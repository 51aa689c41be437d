//! Synthetic telemetry samples.
//!
//! Each tick produces one sample as a noisy function of the sequence counter.
//! The nested `health` block is validated by external tooling: four
//! non-negative integer counters plus an optional RSSI in `[-120, 0]`.

use rand::rngs::StdRng;
use rand::{Rng, SeedableRng};
use serde::Serialize;
use std::time::Instant;

use crate::codec::{utc_now, SCHEMA_VERSION};
use crate::config::TelemetryConfig;

pub const SOC_MIN: f64 = 12.0;
pub const SOC_MAX: f64 = 100.0;
pub const RSSI_MIN: i32 = -120;
pub const RSSI_MAX: i32 = 0;

#[derive(Debug, Clone, Serialize)]
pub struct PowerReading {
    pub volts: f64,
    pub amps: f64,
    pub watts: f64,
    pub soc_pct: f64,
}

#[derive(Debug, Clone, Serialize)]
pub struct HealthBlock {
    pub uptime_ms: u64,
    pub last_seen_ms: u64,
    pub telemetry_count: u64,
    pub mqtt_retries: u64,
    #[serde(skip_serializing_if = "Option::is_none")]
    pub rssi: Option<i32>,
}

#[derive(Debug, Clone, Serialize)]
pub struct TelemetrySample {
    pub schema: &'static str,
    pub ts: String,
    pub rssi: i32,
    pub uptime_s: u64,
    pub power: PowerReading,
    pub weight_g: f64,
    pub motion: bool,
    pub temperature_c: f64,
    pub health: HealthBlock,
}

pub struct TelemetryGenerator {
    base_weight: f64,
    rssi: i32,
    started: Instant,
    rng: StdRng,
}

impl TelemetryGenerator {
    pub fn new(config: &TelemetryConfig) -> Self {
        Self::with_rng(config, StdRng::from_entropy())
    }

    pub fn with_seed(config: &TelemetryConfig, seed: u64) -> Self {
        Self::with_rng(config, StdRng::seed_from_u64(seed))
    }

    fn with_rng(config: &TelemetryConfig, rng: StdRng) -> Self {
        Self {
            base_weight: config.base_weight_g,
            rssi: config.rssi,
            started: Instant::now(),
            rng,
        }
    }

    /// Builds the sample for tick `seq` (zero based).
    pub fn sample(&mut self, seq: u64, retries: u64) -> TelemetrySample {
        let t = seq as f64;
        let weight = self.base_weight + (t / 3.5).sin() * 4.0 + self.rng.gen_range(-0.6..=0.6);
        let soc = (76.0 - t * 0.05 + self.rng.gen_range(-0.3..=0.3)).clamp(SOC_MIN, SOC_MAX);
        let watts = 3.2 + (t / 4.0).sin() * 0.6;
        let amps = 0.28 + (t / 5.0).sin() * 0.04;
        let volts = if amps != 0.0 { watts / amps } else { 12.0 };
        let rssi = (self.rssi + self.rng.gen_range(-2..=2)).clamp(RSSI_MIN, RSSI_MAX);

        let uptime = self.started.elapsed();
        let last_seen_ms = chrono::Utc::now().timestamp_millis().max(0) as u64;

        TelemetrySample {
            schema: SCHEMA_VERSION,
            ts: utc_now(),
            rssi,
            uptime_s: uptime.as_secs(),
            power: PowerReading {
                volts: round_to(volts, 2),
                amps: round_to(amps, 3),
                watts: round_to(watts, 2),
                soc_pct: round_to(soc, 1),
            },
            weight_g: round_to(weight, 2),
            motion: self.rng.gen_bool(0.05),
            temperature_c: round_to(24.0 + (t / 6.0).sin() * 0.8, 1),
            health: HealthBlock {
                uptime_ms: uptime.as_millis() as u64,
                last_seen_ms,
                telemetry_count: seq + 1,
                mqtt_retries: retries,
                rssi: Some(rssi),
            },
        }
    }
}

fn round_to(value: f64, decimals: i32) -> f64 {
    let factor = 10f64.powi(decimals);
    (value * factor).round() / factor
}

#[cfg(test)]
mod tests {
    use super::*;

    fn config(base_weight_g: f64, rssi: i32) -> TelemetryConfig {
        TelemetryConfig {
            base_weight_g,
            rssi,
            ..TelemetryConfig::default()
        }
    }

    #[test]
    fn health_block_honors_its_contract() {
        let mut generator = TelemetryGenerator::with_seed(&config(1234.0, -62), 7);
        for seq in 0..50 {
            let sample = generator.sample(seq, 3);
            let health = serde_json::to_value(&sample.health).unwrap();
            for key in ["uptime_ms", "last_seen_ms", "telemetry_count", "mqtt_retries"] {
                assert!(health[key].is_u64(), "{key} must be a non-negative integer");
            }
            let rssi = health["rssi"].as_i64().unwrap();
            assert!((-120..=0).contains(&rssi));
            assert_eq!(sample.health.telemetry_count, seq + 1);
            assert_eq!(sample.health.mqtt_retries, 3);
        }
    }

    #[test]
    fn values_stay_within_bounds() {
        let mut generator = TelemetryGenerator::with_seed(&config(1234.0, -62), 11);
        for seq in [0, 10, 500, 5_000] {
            let sample = generator.sample(seq, 0);
            assert!((SOC_MIN..=SOC_MAX).contains(&sample.power.soc_pct));
            assert!((-64..=-60).contains(&sample.rssi));
            assert!((sample.weight_g - 1234.0).abs() <= 4.6 + 0.01);
        }
        // soc decays to the floor on long runs
        assert_eq!(generator.sample(100_000, 0).power.soc_pct, SOC_MIN);
    }

    #[test]
    fn rssi_is_clamped_to_valid_range() {
        let mut strong = TelemetryGenerator::with_seed(&config(0.0, 5), 1);
        let mut weak = TelemetryGenerator::with_seed(&config(0.0, -200), 1);
        for seq in 0..20 {
            assert!(strong.sample(seq, 0).rssi <= RSSI_MAX);
            assert_eq!(weak.sample(seq, 0).rssi, RSSI_MIN);
        }
    }

    #[test]
    fn sample_serializes_with_schema_and_nested_power() {
        let mut generator = TelemetryGenerator::with_seed(&config(1234.0, -62), 3);
        let json = serde_json::to_value(generator.sample(0, 0)).unwrap();
        assert_eq!(json["schema"], "v1");
        assert!(json["power"]["watts"].is_f64());
        assert!(json["motion"].is_boolean());
        assert_eq!(json["health"]["telemetry_count"], 1);
    }
}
....................
Write out all the data exactly.

# EXERCISE ANSWER:
repository 51aa689c41be437d
//! Synthetic telemetry samples.
//!
//! Each tick produces one sample as a noisy function of the sequence counter.
//! The nested `health` block is validated by external tooling: four
//! non-negative integer counters plus an optional RSSI in `[-120, 0]`.

use rand::rngs::StdRng;
use rand::{Rng, SeedableRng};
use serde::Serialize;
use std::time::Instant;

use crate::codec::{utc_now, SCHEMA_VERSION};
use crate::config::TelemetryConfig;

pub const SOC_MIN: f64 = 12.0;
pub const SOC_MAX: f64 = 100.0;
pub const RSSI_MIN: i32 = -120;
pub const RSSI_MAX: i32 = 0;

#[derive(Debug, Clone, Serialize)]
pub struct PowerReading {
    pub volts: f64,
    pub amps: f64,
    pub watts: f64,
    pub soc_pct: f64,
}

#[derive(Debug, Clone, Serialize)]
pub struct HealthBlock {
    pub uptime_ms: u64,
    pub last_seen_ms: u64,
    pub telemetry_count: u64,
    pub mqtt_retries: u64,
    #[serde(skip_serializing_if = "Option::is_none")]
    pub rssi: Option<i32>,
}

#[derive(Debug, Clone, Serialize)]
pub struct TelemetrySample {
    pub schema: &'static str,
    pub ts: String,
    pub rssi: i32,
    pub uptime_s: u64,
    pub power: PowerReading,
    pub weight_g: f64,
    pub motion: bool,
    pub temperature_c: f64,
    pub health: HealthBlock,
}

pub struct TelemetryGenerator {
    base_weight: f64,
    rssi: i32,
    started: Instant,
    rng: StdRng,
}

impl TelemetryGenerator {
    pub fn new(config: &TelemetryConfig) -> Self {
        Self::with_rng(config, StdRng::from_entropy())
    }

    pub fn with_seed(config: &TelemetryConfig, seed: u64) -> Self {
        Self::with_rng(config, StdRng::seed_from_u64(seed))
    }

    fn with_rng(config: &TelemetryConfig, rng: StdRng) -> Self {
        Self {
            base_weight: config.base_weight_g,
            rssi: config.rssi,
            started: Instant::now(),
            rng,
        }
    }

    /// Builds the sample for tick `seq` (zero based).
    pub fn sample(&mut self, seq: u64, retries: u64) -> TelemetrySample {
        let t = seq as f64;
        let weight = self.base_weight + (t / 3.5).sin() * 4.0 + self.rng.gen_range(-0.6..=0.6);
        let soc = (76.0 - t * 0.05 + self.rng.gen_range(-0.3..=0.3)).clamp(SOC_MIN, SOC_MAX);
        let watts = 3.2 + (t / 4.0).sin() * 0.6;
        let amps = 0.28 + (t / 5.0).sin() * 0.04;
        let volts = if amps != 0.0 { watts / amps } else { 12.0 };
        let rssi = (self.rssi + self.rng.gen_range(-2..=2)).clamp(RSSI_MIN, RSSI_MAX);

        let uptime = self.started.elapsed();
        let last_seen_ms = chrono::Utc::now().timestamp_millis().max(0) as u64;

        TelemetrySample {
            schema: SCHEMA_VERSION,
            ts: utc_now(),
            rssi,
            uptime_s: uptime.as_secs(),
            power: PowerReading {
                volts: round_to(volts, 2),
                amps: round_to(amps, 3),
                watts: round_to(watts, 2),
                soc_pct: round_to(soc, 1),
            },
            weight_g: round_to(weight, 2),
            motion: self.rng.gen_bool(0.05),
            temperature_c: round_to(24.0 + (t / 6.0).sin() * 0.8, 1),
            health: HealthBlock {
                uptime_ms: uptime.as_millis() as u64,
                last_seen_ms,
                telemetry_count: seq + 1,
                mqtt_retries: retries,
                rssi: Some(rssi),
            },
        }
    }
}

fn round_to(value: f64, decimals: i32) -> f64 {
    let factor = 10f64.powi(decimals);
    (value * factor).round() / factor
}

#[cfg(test)]
mod tests {
    use super::*;

    fn config(base_weight_g: f64, rssi: i32) -> TelemetryConfig {
        TelemetryConfig {
            base_weight_g,
            rssi,
            ..TelemetryConfig::default()
        }
    }

    #[test]
    fn health_block_honors_its_contract() {
        let mut generator = TelemetryGenerator::with_seed(&config(1234.0, -62), 7);
        for seq in 0..50 {
            let sample = generator.sample(seq, 3);
            let health = serde_json::to_value(&sample.health).unwrap();
            for key in ["uptime_ms", "last_seen_ms", "telemetry_count", "mqtt_retries"] {
                assert!(health[key].is_u64(), "{key} must be a non-negative integer");
            }
            let rssi = health["rssi"].as_i64().unwrap();
            assert!((-120..=0).contains(&rssi));
            assert_eq!(sample.health.telemetry_count, seq + 1);
            assert_eq!(sample.health.mqtt_retries, 3);
        }
    }

    #[test]
    fn values_stay_within_bounds() {
        let mut generator = TelemetryGenerator::with_seed(&config(1234.0, -62), 11);
        for seq in [0, 10, 500, 5_000] {
            let sample = generator.sample(seq, 0);
            assert!((SOC_MIN..=SOC_MAX).contains(&sample.power.soc_pct));
            assert!((-64..=-60).contains(&sample.rssi));
            assert!((sample.weight_g - 1234.0).abs() <= 4.6 + 0.01);
        }
        // soc decays to the floor on long runs
        assert_eq!(generator.sample(100_000, 0).power.soc_pct, SOC_MIN);
    }

    #[test]
    fn rssi_is_clamped_to_valid_range() {
        let mut strong = TelemetryGenerator::with_seed(&config(0.0, 5), 1);
        let mut weak = TelemetryGenerator::with_seed(&config(0.0, -200), 1);
        for seq in 0..20 {
            assert!(strong.sample(seq, 0).rssi <= RSSI_MAX);
            assert_eq!(weak.sample(seq, 0).rssi, RSSI_MIN);
        }
    }

    #[test]
    fn sample_serializes_with_schema_and_nested_power() {
        let mut generator = TelemetryGenerator::with_seed(&config(1234.0, -62), 3);
        let json = serde_json::to_value(generator.sample(0, 0)).unwrap();
        assert_eq!(json["schema"], "v1");
        assert!(json["power"]["watts"].is_f64());
        assert!(json["motion"].is_boolean());
        assert_eq!(json["health"]["telemetry_count"], 1);
    }
}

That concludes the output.